Your task | Throughout the listing below, copy each line containing "milliseconds".

Data section |
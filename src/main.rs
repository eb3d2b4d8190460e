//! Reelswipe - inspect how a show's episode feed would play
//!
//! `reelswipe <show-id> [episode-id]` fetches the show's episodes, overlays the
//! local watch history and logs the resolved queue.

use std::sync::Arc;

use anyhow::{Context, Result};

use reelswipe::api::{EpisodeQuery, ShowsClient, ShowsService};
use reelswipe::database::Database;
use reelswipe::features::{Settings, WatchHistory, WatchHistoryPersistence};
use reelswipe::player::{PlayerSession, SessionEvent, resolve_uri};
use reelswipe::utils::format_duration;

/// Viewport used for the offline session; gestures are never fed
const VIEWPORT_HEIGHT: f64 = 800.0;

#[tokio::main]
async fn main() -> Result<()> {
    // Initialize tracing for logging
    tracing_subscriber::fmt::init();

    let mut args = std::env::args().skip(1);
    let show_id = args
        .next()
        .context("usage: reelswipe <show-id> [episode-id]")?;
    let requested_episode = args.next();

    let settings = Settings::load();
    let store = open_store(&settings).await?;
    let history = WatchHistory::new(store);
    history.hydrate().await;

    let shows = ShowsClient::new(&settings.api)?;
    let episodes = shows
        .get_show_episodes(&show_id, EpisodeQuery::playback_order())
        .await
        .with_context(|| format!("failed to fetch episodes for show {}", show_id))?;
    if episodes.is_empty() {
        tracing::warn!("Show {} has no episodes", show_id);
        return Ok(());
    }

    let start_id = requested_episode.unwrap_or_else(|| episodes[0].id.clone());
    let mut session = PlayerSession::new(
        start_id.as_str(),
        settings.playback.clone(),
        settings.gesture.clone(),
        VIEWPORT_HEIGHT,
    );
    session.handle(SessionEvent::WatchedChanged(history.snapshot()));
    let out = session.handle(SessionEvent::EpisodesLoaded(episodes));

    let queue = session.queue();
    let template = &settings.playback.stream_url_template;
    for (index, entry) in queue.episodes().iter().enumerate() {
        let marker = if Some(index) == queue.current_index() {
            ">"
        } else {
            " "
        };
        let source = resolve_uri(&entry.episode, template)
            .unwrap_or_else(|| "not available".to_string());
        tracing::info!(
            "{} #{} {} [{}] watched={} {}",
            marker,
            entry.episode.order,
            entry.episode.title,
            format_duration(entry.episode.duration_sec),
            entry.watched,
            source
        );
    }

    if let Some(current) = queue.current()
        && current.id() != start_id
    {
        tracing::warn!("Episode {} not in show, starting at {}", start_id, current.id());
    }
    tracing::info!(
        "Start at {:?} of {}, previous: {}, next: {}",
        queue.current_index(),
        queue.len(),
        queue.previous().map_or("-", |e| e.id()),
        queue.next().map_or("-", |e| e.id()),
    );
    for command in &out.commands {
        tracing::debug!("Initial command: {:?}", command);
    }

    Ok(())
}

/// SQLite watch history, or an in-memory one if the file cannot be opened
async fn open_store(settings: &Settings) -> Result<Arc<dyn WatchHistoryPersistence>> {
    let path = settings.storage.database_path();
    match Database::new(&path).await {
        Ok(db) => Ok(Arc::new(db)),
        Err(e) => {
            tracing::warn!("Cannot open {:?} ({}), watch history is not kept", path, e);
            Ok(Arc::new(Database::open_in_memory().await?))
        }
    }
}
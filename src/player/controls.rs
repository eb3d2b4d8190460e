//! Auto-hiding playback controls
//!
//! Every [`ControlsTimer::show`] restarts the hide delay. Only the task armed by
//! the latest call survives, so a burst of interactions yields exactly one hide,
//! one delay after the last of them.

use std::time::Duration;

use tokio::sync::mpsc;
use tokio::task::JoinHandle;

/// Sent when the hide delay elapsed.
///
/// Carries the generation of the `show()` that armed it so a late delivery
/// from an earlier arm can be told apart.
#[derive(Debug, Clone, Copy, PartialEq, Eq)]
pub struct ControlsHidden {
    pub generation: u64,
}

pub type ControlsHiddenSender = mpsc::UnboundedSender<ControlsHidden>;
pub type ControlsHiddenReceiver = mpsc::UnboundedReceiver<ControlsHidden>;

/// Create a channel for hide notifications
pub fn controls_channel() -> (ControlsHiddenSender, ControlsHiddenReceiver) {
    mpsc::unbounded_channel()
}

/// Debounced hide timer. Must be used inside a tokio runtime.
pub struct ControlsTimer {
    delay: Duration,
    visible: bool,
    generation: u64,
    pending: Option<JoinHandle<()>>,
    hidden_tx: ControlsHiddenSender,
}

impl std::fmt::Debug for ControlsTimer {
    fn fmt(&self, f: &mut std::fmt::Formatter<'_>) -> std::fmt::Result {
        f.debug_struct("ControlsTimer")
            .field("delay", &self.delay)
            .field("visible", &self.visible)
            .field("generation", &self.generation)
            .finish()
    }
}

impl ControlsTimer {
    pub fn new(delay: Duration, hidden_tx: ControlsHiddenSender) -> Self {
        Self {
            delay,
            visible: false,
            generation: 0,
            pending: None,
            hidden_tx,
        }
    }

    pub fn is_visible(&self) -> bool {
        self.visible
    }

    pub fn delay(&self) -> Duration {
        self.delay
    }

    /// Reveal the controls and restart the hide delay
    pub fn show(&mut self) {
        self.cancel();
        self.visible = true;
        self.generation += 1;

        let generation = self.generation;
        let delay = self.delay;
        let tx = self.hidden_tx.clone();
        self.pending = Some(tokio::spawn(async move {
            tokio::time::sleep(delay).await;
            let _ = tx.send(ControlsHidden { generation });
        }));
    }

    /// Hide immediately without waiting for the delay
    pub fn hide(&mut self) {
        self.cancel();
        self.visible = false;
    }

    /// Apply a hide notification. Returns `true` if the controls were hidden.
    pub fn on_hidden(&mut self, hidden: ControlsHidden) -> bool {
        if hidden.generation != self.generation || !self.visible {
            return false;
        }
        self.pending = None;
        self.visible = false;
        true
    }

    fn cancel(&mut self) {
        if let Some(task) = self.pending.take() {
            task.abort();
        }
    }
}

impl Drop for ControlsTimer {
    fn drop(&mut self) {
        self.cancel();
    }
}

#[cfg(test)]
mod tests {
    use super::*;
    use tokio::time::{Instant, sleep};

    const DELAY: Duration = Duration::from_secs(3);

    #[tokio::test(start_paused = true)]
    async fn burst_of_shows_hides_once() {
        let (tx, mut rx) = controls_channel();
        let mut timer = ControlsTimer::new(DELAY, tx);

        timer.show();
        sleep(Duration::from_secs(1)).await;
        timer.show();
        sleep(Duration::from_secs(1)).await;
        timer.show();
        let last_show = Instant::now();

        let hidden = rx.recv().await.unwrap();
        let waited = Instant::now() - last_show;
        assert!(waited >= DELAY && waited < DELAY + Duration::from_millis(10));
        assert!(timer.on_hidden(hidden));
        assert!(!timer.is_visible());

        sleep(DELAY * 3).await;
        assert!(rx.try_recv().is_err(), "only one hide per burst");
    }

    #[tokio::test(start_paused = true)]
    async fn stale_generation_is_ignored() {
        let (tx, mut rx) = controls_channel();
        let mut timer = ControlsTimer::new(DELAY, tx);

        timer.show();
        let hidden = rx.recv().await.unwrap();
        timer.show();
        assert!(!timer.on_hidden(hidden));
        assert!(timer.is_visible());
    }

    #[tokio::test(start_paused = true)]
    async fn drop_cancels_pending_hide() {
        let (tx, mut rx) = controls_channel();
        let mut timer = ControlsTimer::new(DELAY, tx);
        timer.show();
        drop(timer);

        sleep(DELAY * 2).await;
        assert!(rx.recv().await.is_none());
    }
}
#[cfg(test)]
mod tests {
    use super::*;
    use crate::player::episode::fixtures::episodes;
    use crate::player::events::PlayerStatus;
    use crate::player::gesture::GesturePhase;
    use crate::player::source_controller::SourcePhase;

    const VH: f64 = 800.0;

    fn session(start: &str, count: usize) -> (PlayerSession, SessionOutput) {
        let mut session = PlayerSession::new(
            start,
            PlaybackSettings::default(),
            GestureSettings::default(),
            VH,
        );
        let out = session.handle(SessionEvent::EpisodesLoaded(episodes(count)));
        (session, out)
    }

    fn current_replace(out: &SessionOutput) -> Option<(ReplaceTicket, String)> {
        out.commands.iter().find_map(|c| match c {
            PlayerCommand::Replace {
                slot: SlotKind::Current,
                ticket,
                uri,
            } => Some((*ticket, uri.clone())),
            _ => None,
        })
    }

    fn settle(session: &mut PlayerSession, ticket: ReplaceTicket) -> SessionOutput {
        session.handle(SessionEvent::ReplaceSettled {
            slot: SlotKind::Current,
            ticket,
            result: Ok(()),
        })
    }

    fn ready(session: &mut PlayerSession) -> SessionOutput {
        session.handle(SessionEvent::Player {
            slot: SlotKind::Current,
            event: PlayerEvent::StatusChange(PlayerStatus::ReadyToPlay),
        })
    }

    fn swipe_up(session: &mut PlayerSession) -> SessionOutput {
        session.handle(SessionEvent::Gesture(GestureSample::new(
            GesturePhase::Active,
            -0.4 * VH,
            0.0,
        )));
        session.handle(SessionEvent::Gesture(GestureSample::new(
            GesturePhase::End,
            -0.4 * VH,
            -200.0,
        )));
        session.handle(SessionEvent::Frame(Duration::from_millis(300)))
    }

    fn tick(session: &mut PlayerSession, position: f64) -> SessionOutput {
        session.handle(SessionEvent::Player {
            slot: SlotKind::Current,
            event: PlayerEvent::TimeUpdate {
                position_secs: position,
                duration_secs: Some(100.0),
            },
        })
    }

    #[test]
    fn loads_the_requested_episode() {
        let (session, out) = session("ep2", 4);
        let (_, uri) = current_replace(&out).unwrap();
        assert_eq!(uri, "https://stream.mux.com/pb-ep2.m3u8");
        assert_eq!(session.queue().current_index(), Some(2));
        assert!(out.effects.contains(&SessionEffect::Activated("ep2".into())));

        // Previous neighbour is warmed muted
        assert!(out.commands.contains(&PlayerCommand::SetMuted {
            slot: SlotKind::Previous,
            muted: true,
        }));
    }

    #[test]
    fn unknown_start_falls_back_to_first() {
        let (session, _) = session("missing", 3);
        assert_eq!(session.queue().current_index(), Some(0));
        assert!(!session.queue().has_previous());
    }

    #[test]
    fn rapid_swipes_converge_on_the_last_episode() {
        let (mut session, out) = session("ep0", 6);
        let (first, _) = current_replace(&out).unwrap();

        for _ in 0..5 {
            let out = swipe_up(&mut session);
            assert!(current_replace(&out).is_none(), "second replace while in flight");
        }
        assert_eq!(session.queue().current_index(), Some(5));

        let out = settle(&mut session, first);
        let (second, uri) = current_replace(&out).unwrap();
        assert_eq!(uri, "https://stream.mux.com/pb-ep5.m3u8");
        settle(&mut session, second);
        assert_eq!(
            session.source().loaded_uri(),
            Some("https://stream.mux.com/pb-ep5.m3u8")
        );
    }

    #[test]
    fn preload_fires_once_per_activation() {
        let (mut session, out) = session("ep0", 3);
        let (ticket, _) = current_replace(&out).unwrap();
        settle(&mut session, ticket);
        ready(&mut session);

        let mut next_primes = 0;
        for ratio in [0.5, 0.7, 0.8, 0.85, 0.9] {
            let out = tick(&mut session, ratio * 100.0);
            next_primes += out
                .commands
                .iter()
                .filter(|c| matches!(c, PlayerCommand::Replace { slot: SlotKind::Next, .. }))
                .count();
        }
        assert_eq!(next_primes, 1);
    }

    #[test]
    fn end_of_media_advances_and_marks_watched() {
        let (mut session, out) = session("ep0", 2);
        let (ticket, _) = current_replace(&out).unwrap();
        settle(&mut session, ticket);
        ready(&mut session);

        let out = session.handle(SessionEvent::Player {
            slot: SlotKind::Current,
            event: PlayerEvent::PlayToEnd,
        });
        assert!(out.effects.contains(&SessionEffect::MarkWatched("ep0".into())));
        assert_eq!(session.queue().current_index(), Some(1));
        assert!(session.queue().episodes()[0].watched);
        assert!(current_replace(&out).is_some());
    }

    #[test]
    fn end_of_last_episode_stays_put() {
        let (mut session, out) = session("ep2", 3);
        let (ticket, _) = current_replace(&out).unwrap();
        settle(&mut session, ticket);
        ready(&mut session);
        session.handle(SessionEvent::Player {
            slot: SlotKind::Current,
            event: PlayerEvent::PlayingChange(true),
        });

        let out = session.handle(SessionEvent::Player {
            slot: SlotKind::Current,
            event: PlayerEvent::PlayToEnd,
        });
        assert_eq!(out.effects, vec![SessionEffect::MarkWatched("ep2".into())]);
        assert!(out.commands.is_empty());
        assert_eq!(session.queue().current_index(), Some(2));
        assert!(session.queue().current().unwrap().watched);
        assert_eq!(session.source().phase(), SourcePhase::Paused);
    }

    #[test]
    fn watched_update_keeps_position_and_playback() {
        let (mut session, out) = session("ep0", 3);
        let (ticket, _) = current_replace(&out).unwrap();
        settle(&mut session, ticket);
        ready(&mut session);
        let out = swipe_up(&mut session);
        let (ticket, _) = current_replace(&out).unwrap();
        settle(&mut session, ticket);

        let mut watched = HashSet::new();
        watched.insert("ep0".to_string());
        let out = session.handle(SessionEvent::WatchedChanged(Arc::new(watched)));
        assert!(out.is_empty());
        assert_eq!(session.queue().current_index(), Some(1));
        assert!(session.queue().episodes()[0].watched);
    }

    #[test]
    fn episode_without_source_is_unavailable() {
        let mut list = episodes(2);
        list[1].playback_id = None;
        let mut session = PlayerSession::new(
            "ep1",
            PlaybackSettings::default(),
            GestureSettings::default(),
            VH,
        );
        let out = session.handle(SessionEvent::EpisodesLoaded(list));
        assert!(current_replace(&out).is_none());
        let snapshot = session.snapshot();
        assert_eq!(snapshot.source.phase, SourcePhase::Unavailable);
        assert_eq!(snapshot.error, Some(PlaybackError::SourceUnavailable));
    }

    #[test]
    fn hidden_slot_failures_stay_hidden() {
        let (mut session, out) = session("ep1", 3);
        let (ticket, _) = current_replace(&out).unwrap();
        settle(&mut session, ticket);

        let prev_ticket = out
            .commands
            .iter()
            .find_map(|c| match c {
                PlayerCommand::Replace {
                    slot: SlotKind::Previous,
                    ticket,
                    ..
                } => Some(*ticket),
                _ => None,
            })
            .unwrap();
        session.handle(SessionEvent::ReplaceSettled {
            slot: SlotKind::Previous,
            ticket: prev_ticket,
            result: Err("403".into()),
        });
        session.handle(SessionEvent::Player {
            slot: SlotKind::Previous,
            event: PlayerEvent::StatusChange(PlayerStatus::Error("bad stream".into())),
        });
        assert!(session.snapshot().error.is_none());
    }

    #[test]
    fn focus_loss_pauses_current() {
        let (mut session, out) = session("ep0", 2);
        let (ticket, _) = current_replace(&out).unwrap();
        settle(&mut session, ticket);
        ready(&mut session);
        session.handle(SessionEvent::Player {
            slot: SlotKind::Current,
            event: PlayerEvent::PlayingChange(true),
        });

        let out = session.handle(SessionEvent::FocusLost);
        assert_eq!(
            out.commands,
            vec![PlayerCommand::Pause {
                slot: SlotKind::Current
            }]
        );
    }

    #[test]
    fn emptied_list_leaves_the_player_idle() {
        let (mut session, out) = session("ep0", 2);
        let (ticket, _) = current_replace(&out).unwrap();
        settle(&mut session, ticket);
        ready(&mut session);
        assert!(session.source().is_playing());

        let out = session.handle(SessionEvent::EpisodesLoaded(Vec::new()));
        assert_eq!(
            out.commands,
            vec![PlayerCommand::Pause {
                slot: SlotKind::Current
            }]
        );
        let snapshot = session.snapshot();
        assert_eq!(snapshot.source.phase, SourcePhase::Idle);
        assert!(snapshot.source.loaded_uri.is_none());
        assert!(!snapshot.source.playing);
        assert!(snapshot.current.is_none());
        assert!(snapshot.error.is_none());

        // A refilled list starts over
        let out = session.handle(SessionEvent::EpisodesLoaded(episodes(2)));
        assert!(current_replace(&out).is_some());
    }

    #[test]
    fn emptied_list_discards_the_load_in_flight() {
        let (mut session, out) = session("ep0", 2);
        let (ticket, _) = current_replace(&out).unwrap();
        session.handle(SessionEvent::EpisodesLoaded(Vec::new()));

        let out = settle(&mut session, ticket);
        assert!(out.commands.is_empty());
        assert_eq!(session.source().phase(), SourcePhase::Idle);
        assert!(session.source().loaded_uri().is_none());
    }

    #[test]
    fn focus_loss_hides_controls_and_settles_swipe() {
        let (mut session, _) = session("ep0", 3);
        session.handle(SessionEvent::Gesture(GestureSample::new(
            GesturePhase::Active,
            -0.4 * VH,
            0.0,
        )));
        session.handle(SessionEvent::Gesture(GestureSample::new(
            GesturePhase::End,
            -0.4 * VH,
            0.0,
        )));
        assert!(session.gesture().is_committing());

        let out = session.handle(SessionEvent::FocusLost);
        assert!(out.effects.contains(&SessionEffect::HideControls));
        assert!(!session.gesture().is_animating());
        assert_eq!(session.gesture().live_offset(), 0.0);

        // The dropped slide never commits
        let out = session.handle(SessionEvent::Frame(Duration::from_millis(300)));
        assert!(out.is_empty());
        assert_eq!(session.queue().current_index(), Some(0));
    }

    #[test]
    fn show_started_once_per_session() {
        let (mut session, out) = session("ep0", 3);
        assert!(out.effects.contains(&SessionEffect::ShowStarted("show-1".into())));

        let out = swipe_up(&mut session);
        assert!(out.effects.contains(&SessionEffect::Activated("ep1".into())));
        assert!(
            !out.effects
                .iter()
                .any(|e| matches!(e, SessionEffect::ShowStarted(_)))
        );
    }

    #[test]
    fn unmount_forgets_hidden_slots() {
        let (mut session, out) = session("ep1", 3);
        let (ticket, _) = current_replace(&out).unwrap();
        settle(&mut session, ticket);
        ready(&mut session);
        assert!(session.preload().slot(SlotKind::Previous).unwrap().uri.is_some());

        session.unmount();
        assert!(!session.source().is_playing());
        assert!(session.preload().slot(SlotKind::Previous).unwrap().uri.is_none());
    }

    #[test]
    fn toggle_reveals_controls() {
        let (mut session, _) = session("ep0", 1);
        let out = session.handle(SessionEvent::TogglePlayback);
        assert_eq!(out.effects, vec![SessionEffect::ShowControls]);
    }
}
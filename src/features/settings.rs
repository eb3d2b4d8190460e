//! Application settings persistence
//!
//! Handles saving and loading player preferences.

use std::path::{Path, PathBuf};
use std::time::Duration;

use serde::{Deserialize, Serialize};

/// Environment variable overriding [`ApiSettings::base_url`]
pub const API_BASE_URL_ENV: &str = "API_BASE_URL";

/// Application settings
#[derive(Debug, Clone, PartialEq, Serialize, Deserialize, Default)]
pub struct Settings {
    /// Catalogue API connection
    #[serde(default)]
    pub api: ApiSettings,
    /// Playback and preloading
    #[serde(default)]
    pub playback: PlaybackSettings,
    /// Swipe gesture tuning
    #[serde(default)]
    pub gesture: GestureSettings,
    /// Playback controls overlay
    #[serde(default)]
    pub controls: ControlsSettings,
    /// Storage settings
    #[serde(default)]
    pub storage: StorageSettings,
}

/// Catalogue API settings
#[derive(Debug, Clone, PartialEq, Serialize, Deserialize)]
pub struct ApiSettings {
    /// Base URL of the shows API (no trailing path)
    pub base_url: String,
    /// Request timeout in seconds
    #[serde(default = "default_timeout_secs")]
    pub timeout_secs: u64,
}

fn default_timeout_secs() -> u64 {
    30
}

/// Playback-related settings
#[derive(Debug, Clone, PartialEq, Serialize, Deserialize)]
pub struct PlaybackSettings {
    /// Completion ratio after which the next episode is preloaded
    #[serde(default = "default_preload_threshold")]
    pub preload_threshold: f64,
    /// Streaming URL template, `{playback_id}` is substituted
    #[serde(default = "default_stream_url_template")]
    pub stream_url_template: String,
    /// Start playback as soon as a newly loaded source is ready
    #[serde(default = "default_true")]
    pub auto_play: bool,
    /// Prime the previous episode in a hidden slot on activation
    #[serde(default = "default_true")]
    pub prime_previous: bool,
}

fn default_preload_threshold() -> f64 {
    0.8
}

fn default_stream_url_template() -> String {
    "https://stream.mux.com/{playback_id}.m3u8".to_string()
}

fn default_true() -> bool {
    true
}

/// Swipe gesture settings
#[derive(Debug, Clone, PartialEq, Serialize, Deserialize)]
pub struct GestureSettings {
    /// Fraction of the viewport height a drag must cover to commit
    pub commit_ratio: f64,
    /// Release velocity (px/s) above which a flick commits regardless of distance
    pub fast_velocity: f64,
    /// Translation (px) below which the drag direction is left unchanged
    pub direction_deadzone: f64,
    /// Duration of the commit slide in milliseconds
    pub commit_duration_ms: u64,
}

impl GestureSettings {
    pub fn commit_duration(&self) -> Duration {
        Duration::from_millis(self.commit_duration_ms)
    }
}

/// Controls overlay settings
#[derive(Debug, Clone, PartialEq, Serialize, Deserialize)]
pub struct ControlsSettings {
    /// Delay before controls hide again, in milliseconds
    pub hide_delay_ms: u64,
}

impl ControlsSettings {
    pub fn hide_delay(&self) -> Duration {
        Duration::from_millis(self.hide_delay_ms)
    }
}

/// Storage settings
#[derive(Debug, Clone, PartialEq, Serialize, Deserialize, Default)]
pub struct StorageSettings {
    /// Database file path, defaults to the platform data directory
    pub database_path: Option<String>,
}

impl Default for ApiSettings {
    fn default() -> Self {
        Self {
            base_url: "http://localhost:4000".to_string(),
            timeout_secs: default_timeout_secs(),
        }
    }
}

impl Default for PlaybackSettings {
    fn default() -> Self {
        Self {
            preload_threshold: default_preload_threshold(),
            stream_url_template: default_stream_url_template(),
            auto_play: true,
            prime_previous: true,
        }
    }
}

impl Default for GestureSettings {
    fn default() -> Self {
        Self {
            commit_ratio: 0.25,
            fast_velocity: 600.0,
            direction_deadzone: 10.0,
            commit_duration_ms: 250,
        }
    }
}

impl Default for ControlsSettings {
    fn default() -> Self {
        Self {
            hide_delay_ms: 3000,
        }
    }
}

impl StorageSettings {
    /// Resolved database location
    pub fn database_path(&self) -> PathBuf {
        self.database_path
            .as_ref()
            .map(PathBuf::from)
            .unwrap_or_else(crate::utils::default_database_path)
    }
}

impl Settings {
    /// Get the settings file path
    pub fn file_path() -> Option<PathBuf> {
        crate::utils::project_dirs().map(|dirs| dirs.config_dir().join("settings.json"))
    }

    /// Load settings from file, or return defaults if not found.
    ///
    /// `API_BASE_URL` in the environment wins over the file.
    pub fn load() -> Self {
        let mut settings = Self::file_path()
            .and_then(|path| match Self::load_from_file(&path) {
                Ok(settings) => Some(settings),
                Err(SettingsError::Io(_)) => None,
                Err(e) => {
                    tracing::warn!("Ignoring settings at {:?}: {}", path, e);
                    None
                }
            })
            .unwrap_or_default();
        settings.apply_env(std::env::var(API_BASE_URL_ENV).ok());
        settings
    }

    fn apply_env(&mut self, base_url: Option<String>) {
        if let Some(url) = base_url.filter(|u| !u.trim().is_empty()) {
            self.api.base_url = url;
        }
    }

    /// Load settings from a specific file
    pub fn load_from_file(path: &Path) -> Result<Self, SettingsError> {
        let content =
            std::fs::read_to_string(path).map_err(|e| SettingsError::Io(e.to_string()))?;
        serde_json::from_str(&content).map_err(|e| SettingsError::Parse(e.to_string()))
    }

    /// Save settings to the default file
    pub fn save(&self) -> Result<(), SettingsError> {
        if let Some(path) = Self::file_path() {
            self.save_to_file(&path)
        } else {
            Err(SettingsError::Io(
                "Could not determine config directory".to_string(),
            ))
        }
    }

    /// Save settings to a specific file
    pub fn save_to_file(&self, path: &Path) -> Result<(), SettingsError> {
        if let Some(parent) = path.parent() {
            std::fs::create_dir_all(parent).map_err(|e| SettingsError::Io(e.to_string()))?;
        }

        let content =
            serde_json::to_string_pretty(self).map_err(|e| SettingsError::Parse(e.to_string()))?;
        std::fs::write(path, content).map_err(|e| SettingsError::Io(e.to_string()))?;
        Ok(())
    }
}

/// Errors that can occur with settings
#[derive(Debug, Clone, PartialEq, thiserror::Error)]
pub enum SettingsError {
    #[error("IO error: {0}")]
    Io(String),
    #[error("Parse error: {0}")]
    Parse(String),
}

Your response |
    /// Duration of the commit slide in milliseconds
    /// Delay before controls hide again, in milliseconds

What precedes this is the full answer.